What helped me: read the last line first. The question stem in boards exams is often clinical narrative filler designed to test whether you can extract the signal from noise. The last line tells you what they're actually asking. Once you know the question, you can scan the stem for the relevant details instead of reading it front-to-back and trying to hold everything in working memory.

This sounds simple. In practice, it takes repetition to make it automatic. I practiced it from the beginning so it was second nature by test day.

Card Every Missed Question

My Anki system during boards prep was strict: every question I got wrong, or got right for the wrong reason, became a card. Not a card that summarized the whole topic — a card for the specific thing I missed.

If I missed a question because I confused which complement pathway activates in bacterial sepsis, the card drilled that specific distinction. Not the whole complement system. The gap.

This kept the deck lean and high-signal. By the end of dedicated, I had several hundred cards that were directly tied to my personal error patterns, not a generic knowledge base. That's the difference between a deck that works and a deck that becomes another form of passive review.

COMSAE Checkpointing

COMSAE practice exams are the closest simulation to the actual COMLEX Level 1 experience.

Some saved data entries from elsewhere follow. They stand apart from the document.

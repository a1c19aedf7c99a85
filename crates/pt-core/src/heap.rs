//! A fixed-capacity indexed min-heap.
//!
//! Ordinary binary heaps don't support "find and update the entry for this
//! key" without a linear scan. This heap keeps a secondary id→index map
//! alongside the backing array so lookups, updates, and removals by key are
//! all O(log N), which is what the top-N sampler needs when the same
//! process reappears scan after scan.

use std::collections::HashMap;
use std::hash::Hash;

/// An item the heap can order and look up by a stable identifier.
pub trait HeapItem {
    /// Stable identifier type, e.g. a process id.
    type Id: Copy + Eq + Hash;

    fn heap_id(&self) -> Self::Id;
    fn heap_score(&self) -> f64;
}

/// Outcome of [`IndexedMinHeap::insert_or_replace`].
#[derive(Debug, Clone, Copy, PartialEq, Eq)]
pub enum InsertOutcome {
    /// A new slot was created (heap was below capacity).
    Inserted,
    /// The existing entry for this id was overwritten and re-heapified.
    Updated,
    /// The heap was full and the new item's score did not exceed the
    /// current minimum, so it was not admitted.
    Rejected,
}

/// A fixed-capacity min-heap keyed by [`HeapItem::heap_id`], ordered by
/// [`HeapItem::heap_score`].
///
/// The root (index 0) always holds the lowest-scoring tracked item, so a
/// full heap can reject or evict in O(log N) by comparing against the root.
#[derive(Debug)]
pub struct IndexedMinHeap<T: HeapItem> {
    items: Vec<T>,
    index: HashMap<T::Id, usize>,
    capacity: usize,
}

impl<T: HeapItem> IndexedMinHeap<T> {
    /// Create an empty heap with the given fixed capacity.
    pub fn new(capacity: usize) -> Self {
        Self {
            items: Vec::with_capacity(capacity),
            index: HashMap::with_capacity(capacity),
            capacity,
        }
    }

    pub fn len(&self) -> usize {
        self.items.len()
    }

    pub fn is_empty(&self) -> bool {
        self.items.is_empty()
    }

    pub fn cap(&self) -> usize {
        self.capacity
    }

    pub fn contains(&self, id: T::Id) -> bool {
        self.index.contains_key(&id)
    }

    /// Score currently held by `id`, if tracked.
    pub fn score_of(&self, id: T::Id) -> Option<f64> {
        self.index.get(&id).map(|&i| self.items[i].heap_score())
    }

    /// Insert a new item, or overwrite the item currently tracked under the
    /// same id. See [`InsertOutcome`] for the three possible results.
    pub fn insert_or_replace(&mut self, item: T) -> InsertOutcome {
        let id = item.heap_id();

        if let Some(&i) = self.index.get(&id) {
            self.items[i] = item;
            self.fix_from(i);
            return InsertOutcome::Updated;
        }

        if self.items.len() < self.capacity {
            let i = self.items.len();
            self.index.insert(id, i);
            self.items.push(item);
            self.sift_up(i);
            return InsertOutcome::Inserted;
        }

        // Full: admit only if strictly better than the current minimum.
        if self.capacity == 0 || item.heap_score() <= self.items[0].heap_score() {
            return InsertOutcome::Rejected;
        }

        let evicted_id = self.items[0].heap_id();
        self.index.remove(&evicted_id);
        self.items[0] = item;
        self.index.insert(id, 0);
        self.sift_down(0);
        InsertOutcome::Inserted
    }

    /// Remove the item tracked under `id`, if present. Returns whether
    /// anything was removed.
    pub fn remove(&mut self, id: T::Id) -> bool {
        let Some(&i) = self.index.get(&id) else {
            return false;
        };
        self.index.remove(&id);

        let last = self.items.len() - 1;
        if i != last {
            self.items.swap(i, last);
            let moved_id = self.items[i].heap_id();
            self.index.insert(moved_id, i);
        }
        self.items.pop();

        if i < self.items.len() {
            self.fix_from(i);
        }
        true
    }

    /// Snapshot the top `n` items, descending by score. Read-only: does not
    /// mutate the heap. O(N log N).
    pub fn top_n(&self, n: usize) -> Vec<&T>
    where
        T::Id: Ord,
    {
        let mut refs: Vec<&T> = self.items.iter().collect();
        refs.sort_by(|a, b| {
            b.heap_score()
                .partial_cmp(&a.heap_score())
                .unwrap_or(std::cmp::Ordering::Equal)
                .then_with(|| a.heap_id().cmp(&b.heap_id()))
        });
        refs.truncate(n);
        refs
    }

    /// Iterate all tracked items in arbitrary order.
    pub fn iter(&self) -> impl Iterator<Item = &T> {
        self.items.iter()
    }

    /// Re-establish the heap property at `i`, whose score may have moved in
    /// either direction. Tries sift-down first (the common case: a score
    /// increased, which is the same direction eviction pushes), then
    /// sift-up (the score decreased).
    fn fix_from(&mut self, i: usize) {
        let moved_down = self.sift_down(i);
        if !moved_down {
            self.sift_up(i);
        }
    }

    fn sift_up(&mut self, mut i: usize) {
        while i > 0 {
            let parent = (i - 1) / 2;
            if self.items[i].heap_score() < self.items[parent].heap_score() {
                self.swap(i, parent);
                i = parent;
            } else {
                break;
            }
        }
    }

    /// Returns whether any swap occurred.
    fn sift_down(&mut self, mut i: usize) -> bool {
        let mut moved = false;
        loop {
            let left = 2 * i + 1;
            let right = 2 * i + 2;
            let mut smallest = i;

            if left < self.items.len()
                && self.items[left].heap_score() < self.items[smallest].heap_score()
            {
                smallest = left;
            }
            if right < self.items.len()
                && self.items[right].heap_score() < self.items[smallest].heap_score()
            {
                smallest = right;
            }
            if smallest == i {
                break;
            }
            self.swap(i, smallest);
            i = smallest;
            moved = true;
        }
        moved
    }

    fn swap(&mut self, a: usize, b: usize) {
        self.items.swap(a, b);
        self.index.insert(self.items[a].heap_id(), a);
        self.index.insert(self.items[b].heap_id(), b);
    }

    /// Check that the id→index map and the min-heap property both hold.
    /// Exposed for tests and property checks, not part of the operational API.
    #[cfg(test)]
    fn check_invariants(&self) {
        for (&id, &i) in &self.index {
            assert_eq!(self.items[i].heap_id(), id);
        }
        for i in 0..self.items.len() {
            if i > 0 {
                let parent = (i - 1) / 2;
                assert!(self.items[parent].heap_score() <= self.items[i].heap_score());
            }
        }
        assert_eq!(self.index.len(), self.items.len());
    }
}

#[cfg(test)]
mod tests {
    use super::*;

    #[derive(Debug, Clone, Copy, PartialEq, Eq, PartialOrd, Ord)]
    struct TestItem {
        id: u32,
        score: i64,
    }

    impl HeapItem for TestItem {
        type Id = u32;
        fn heap_id(&self) -> u32 {
            self.id
        }
        fn heap_score(&self) -> f64 {
            self.score as f64
        }
    }

    fn item(id: u32, score: i64) -> TestItem {
        TestItem { id, score }
    }

    #[test]
    fn heap_full_higher_score_insert() {
        let mut heap = IndexedMinHeap::new(3);
        heap.insert_or_replace(item(1, 10));
        heap.insert_or_replace(item(2, 20));
        heap.insert_or_replace(item(3, 5));
        heap.check_invariants();

        let outcome = heap.insert_or_replace(item(4, 25));
        assert_eq!(outcome, InsertOutcome::Inserted);
        heap.check_invariants();

        let top = heap.top_n(3);
        let ids: Vec<u32> = top.iter().map(|t| t.id).collect();
        assert_eq!(ids, vec![4, 2, 1]);
        assert!(!heap.contains(3));
    }

    #[test]
    fn heap_update_existing() {
        let mut heap = IndexedMinHeap::new(3);
        heap.insert_or_replace(item(1, 10));
        heap.insert_or_replace(item(2, 20));
        heap.insert_or_replace(item(3, 5));

        let outcome = heap.insert_or_replace(item(1, 30));
        assert_eq!(outcome, InsertOutcome::Updated);
        heap.check_invariants();

        let top = heap.top_n(3);
        let ids: Vec<u32> = top.iter().map(|t| t.id).collect();
        assert_eq!(ids, vec![1, 2, 3]);
    }

    #[test]
    fn reject_when_full_and_not_better() {
        let mut heap = IndexedMinHeap::new(2);
        heap.insert_or_replace(item(1, 10));
        heap.insert_or_replace(item(2, 20));
        let outcome = heap.insert_or_replace(item(3, 5));
        assert_eq!(outcome, InsertOutcome::Rejected);
        assert!(!heap.contains(3));
        assert_eq!(heap.len(), 2);
    }

    #[test]
    fn remove_middle_preserves_invariants() {
        let mut heap = IndexedMinHeap::new(10);
        for (id, score) in [(1, 5), (2, 3), (3, 8), (4, 1), (5, 9), (6, 2)] {
            heap.insert_or_replace(item(id, score));
        }
        heap.check_invariants();
        assert!(heap.remove(3));
        heap.check_invariants();
        assert!(!heap.contains(3));
        assert_eq!(heap.len(), 5);
    }

    #[test]
    fn remove_nonexistent_is_noop() {
        let mut heap: IndexedMinHeap<TestItem> = IndexedMinHeap::new(4);
        heap.insert_or_replace(item(1, 1));
        assert!(!heap.remove(99));
        assert_eq!(heap.len(), 1);
    }

    #[test]
    fn top_n_is_read_only() {
        let mut heap = IndexedMinHeap::new(5);
        for (id, score) in [(1, 1), (2, 2), (3, 3)] {
            heap.insert_or_replace(item(id, score));
        }
        let before = heap.len();
        let _ = heap.top_n(2);
        assert_eq!(heap.len(), before);
        heap.check_invariants();
    }

    #[test]
    fn zero_capacity_always_rejects() {
        let mut heap: IndexedMinHeap<TestItem> = IndexedMinHeap::new(0);
        let outcome = heap.insert_or_replace(item(1, 100));
        assert_eq!(outcome, InsertOutcome::Rejected);
    }

    #[test]
    fn many_random_mutations_preserve_invariants() {
        // Deterministic pseudo-random sequence (no RNG crate dependency).
        let mut heap = IndexedMinHeap::new(20);
        let mut state: u64 = 88172645463325252;
        let mut next = || {
            state ^= state << 13;
            state ^= state >> 7;
            state ^= state << 17;
            state
        };
        for _ in 0..500 {
            let id = (next() % 30) as u32;
            let op = next() % 3;
            if op == 0 {
                heap.remove(id);
            } else {
                let score = (next() % 1000) as i64;
                heap.insert_or_replace(item(id, score));
            }
            heap.check_invariants();
        }
    }
}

I treated them as checkpoints, not warmups.

The protocol: take a COMSAE, review every missed question the same day, build Anki cards for gaps, then return to your question bank. The COMSAE score is a reliable predictor of Level 1 performance — take it seriously as a signal, not just a metric.

I spaced mine out across dedicated: one early to calibrate, one mid-dedicated to adjust strategy, one late to assess readiness. Each one informed what I focused on in the following block.

What I'd Tell M1s Right Now

Don't wait for dedicated. Start building your question-based learning habit in your first year. Even five to ten questions a day during coursework builds the skill of test thinking — which is different from the skill of learning content.

By the time dedicated starts, you want the mechanics of question review to be automatic so you can focus your cognitive resources on the content. If you're learning how to approach questions and absorbing high-yield content simultaneously, you're overloaded.

The students I watched struggle with boards weren't less intelligent. They were less practiced at the specific skill of answering boards questions. That skill is trainable. Train it early.